SA's electricity crisis: a dim legacy
Farmer's Weekly
|May 10, 2024
South Africa's electricity crisis is the result of a series of failures over the past 30 years, says Mark Swilling, distinguished professor of Sustainable Development at Stellenbosch University.
"In 1994, apartheid ended and the ANC won South Africa's first ever democratic election, promising 'Electricity for All' as part of its Reconstruction and Development Programme.
Back then, only 36% of all South Africans had electricity in their homes. The development programme promised to double that number by electrifying an additional 2,5 million homes by 2000. This seemed achievable. During the 1980s, the state-owned power utility Eskom's build programme was so aggressive it had surplus electricity. Some power stations even had to be mothballed.
By 1994, South Africa's coal industry was generating high-quality coal that was exported mainly to Europe. These earnings cross-subsidised low-quality, inexpensive coal provided by mines built next door to the coal-fired power stations, which was delivered affordably by conveyor belt. These factors made electricity very cheap.
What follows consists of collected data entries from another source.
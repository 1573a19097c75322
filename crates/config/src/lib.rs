//! Configuration models and loaders for the drone mission simulator.

use std::fs::File;
use std::path::Path;

use drone_model::{Environment, MissionPlan, VehicleProfile, WindDirection};
use serde::Deserialize;
use thiserror::Error;

/// Vehicle entry parsed from catalogs and scenario files.
#[derive(Debug, Deserialize, Clone)]
#[serde(default)]
pub struct VehicleConfig {
    pub name: String,
    pub mass_kg: f64,
    pub capacity_wh: f64,
    pub baseline_power_w: f64,
}

impl Default for VehicleConfig {
    fn default() -> Self {
        let defaults = VehicleProfile::default();
        Self {
            name: defaults.name,
            mass_kg: defaults.mass_kg,
            capacity_wh: defaults.capacity_wh,
            baseline_power_w: defaults.baseline_power_w,
        }
    }
}

/// Weather section of a scenario file.
#[derive(Debug, Deserialize, Clone)]
#[serde(default)]
pub struct EnvironmentConfig {
    pub wind_speed_m_s: f64,
    /// Free label; unknown values contribute no wind term.
    pub wind_direction: String,
    pub temperature_c: f64,
}

impl Default for EnvironmentConfig {
    fn default() -> Self {
        let defaults = Environment::default();
        Self {
            wind_speed_m_s: defaults.wind_speed_m_s,
            wind_direction: defaults.wind_direction.label().to_string(),
            temperature_c: defaults.temperature_c,
        }
    }
}

/// Mission section of a scenario file.
#[derive(Debug, Deserialize, Clone)]
#[serde(default)]
pub struct MissionConfig {
    pub location: Option<String>,
    pub route_km: f64,
    pub altitude_m: f64,
    pub speed_m_s: f64,
    pub payload_kg: f64,
    pub initial_battery_pct: f64,
    pub battery_health: f64,
}

impl Default for MissionConfig {
    fn default() -> Self {
        let defaults = MissionPlan::default();
        Self {
            location: defaults.location,
            route_km: defaults.route_km,
            altitude_m: defaults.altitude_m,
            speed_m_s: defaults.speed_m_s,
            payload_kg: defaults.payload_kg,
            initial_battery_pct: defaults.initial_battery_pct,
            battery_health: defaults.battery_health,
        }
    }
}

/// Complete scenario: one vehicle flying one mission in one environment.
#[derive(Debug, Deserialize, Clone, Default)]
#[serde(default)]
pub struct ScenarioConfig {
    pub vehicle: VehicleConfig,
    pub environment: EnvironmentConfig,
    pub mission: MissionConfig,
}

/// Scenario converted into the model types consumed by the simulator.
#[derive(Debug, Clone, PartialEq)]
pub struct Scenario {
    pub vehicle: VehicleProfile,
    pub environment: Environment,
    pub mission: MissionPlan,
}

/// Errors that can occur while loading configuration files.
#[derive(Debug, Error)]
pub enum ConfigError {
    #[error("failed to read configuration: {0}")]
    Io(#[from] std::io::Error),
    #[error("failed to parse YAML: {0}")]
    Parse(#[from] serde_yaml::Error),
    #[error("failed to parse TOML: {0}")]
    Toml(#[from] toml::de::Error),
    #[error("vehicle '{0}' not found in catalog")]
    VehicleNotFound(String),
    #[error("vehicle catalog is empty")]
    EmptyCatalog,
}

impl From<VehicleConfig> for VehicleProfile {
    fn from(value: VehicleConfig) -> Self {
        VehicleProfile {
            name: value.name,
            mass_kg: value.mass_kg,
            capacity_wh: value.capacity_wh,
            baseline_power_w: value.baseline_power_w,
        }
    }
}

impl From<EnvironmentConfig> for Environment {
    fn from(value: EnvironmentConfig) -> Self {
        Environment {
            wind_speed_m_s: value.wind_speed_m_s,
            wind_direction: WindDirection::from_label(&value.wind_direction),
            temperature_c: value.temperature_c,
        }
    }
}

impl From<MissionConfig> for MissionPlan {
    fn from(value: MissionConfig) -> Self {
        MissionPlan {
            location: value.location,
            route_km: value.route_km,
            altitude_m: value.altitude_m,
            speed_m_s: value.speed_m_s,
            payload_kg: value.payload_kg,
            initial_battery_pct: value.initial_battery_pct,
            battery_health: value.battery_health,
        }
    }
}

impl From<ScenarioConfig> for Scenario {
    fn from(value: ScenarioConfig) -> Self {
        Scenario {
            vehicle: value.vehicle.into(),
            environment: value.environment.into(),
            mission: value.mission.into(),
        }
    }
}

/// Load a single scenario from a YAML or TOML file (chosen by extension).
pub fn load_scenario<P: AsRef<Path>>(path: P) -> Result<Scenario, ConfigError> {
    let config: ScenarioConfig = load_record(path.as_ref())?;
    Ok(config.into())
}

/// Load vehicle configurations from a YAML list or a directory of TOML files.
pub fn load_vehicle_configs<P: AsRef<Path>>(path: P) -> Result<Vec<VehicleConfig>, ConfigError> {
    let path = path.as_ref();
    if path.is_dir() {
        load_toml_catalog(path)
    } else if is_toml(path) {
        Ok(vec![load_record(path)?])
    } else {
        let reader = File::open(path)?;
        Ok(serde_yaml::from_reader(reader)?)
    }
}

/// Select a vehicle from the catalog by optional name, defaulting to the first entry.
pub fn select_vehicle(
    configs: &[VehicleConfig],
    requested: Option<&str>,
) -> Result<VehicleProfile, ConfigError> {
    let first = configs.first().ok_or(ConfigError::EmptyCatalog)?;
    let chosen = match requested {
        Some(name) => {
            let upper = name.to_uppercase();
            configs
                .iter()
                .find(|cfg| cfg.name.to_uppercase() == upper)
                .ok_or_else(|| ConfigError::VehicleNotFound(name.to_string()))?
        }
        None => first,
    };
    Ok(chosen.clone().into())
}

fn is_toml(path: &Path) -> bool {
    path.extension().map(|ext| ext == "toml").unwrap_or(false)
}

fn load_record<T>(path: &Path) -> Result<T, ConfigError>
where
    T: for<'de> Deserialize<'de>,
{
    if is_toml(path) {
        let contents = std::fs::read_to_string(path)?;
        Ok(toml::from_str(&contents)?)
    } else {
        let reader = File::open(path)?;
        Ok(serde_yaml::from_reader(reader)?)
    }
}

/// Every `*.toml` file directly under `dir`, loaded in path order so catalogs are stable.
fn load_toml_catalog<T>(dir: &Path) -> Result<Vec<T>, ConfigError>
where
    T: for<'de> Deserialize<'de>,
{
    let mut files = Vec::new();
    for entry in std::fs::read_dir(dir)? {
        let file = entry?.path();
        if file.is_file() && is_toml(&file) {
            files.push(file);
        }
    }
    files.sort_unstable();

    let mut records = Vec::with_capacity(files.len());
    for file in &files {
        records.push(load_record(file)?);
    }
    Ok(records)
}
Thirty years later, Eskom is the biggest challenge facing the country. It has a huge debt of over R400 billion (about US$21 billion) despite receiving over R270 billion (US$14 billion) in government bailouts since 2008. Besides this, anyone who is 17 or younger has never experienced what it means to live without regular scheduled power cuts, known locally as loadshedding. These are a permanent feature of daily life and are causing an economic crisis.
I have researched transitions for 30 years. If the South African government does not want to repeat the mistakes of the past, it must urgently end the current crisis by shifting decisively towards a renewable energy economy based on South Africa's extraordinary wind and solar resources.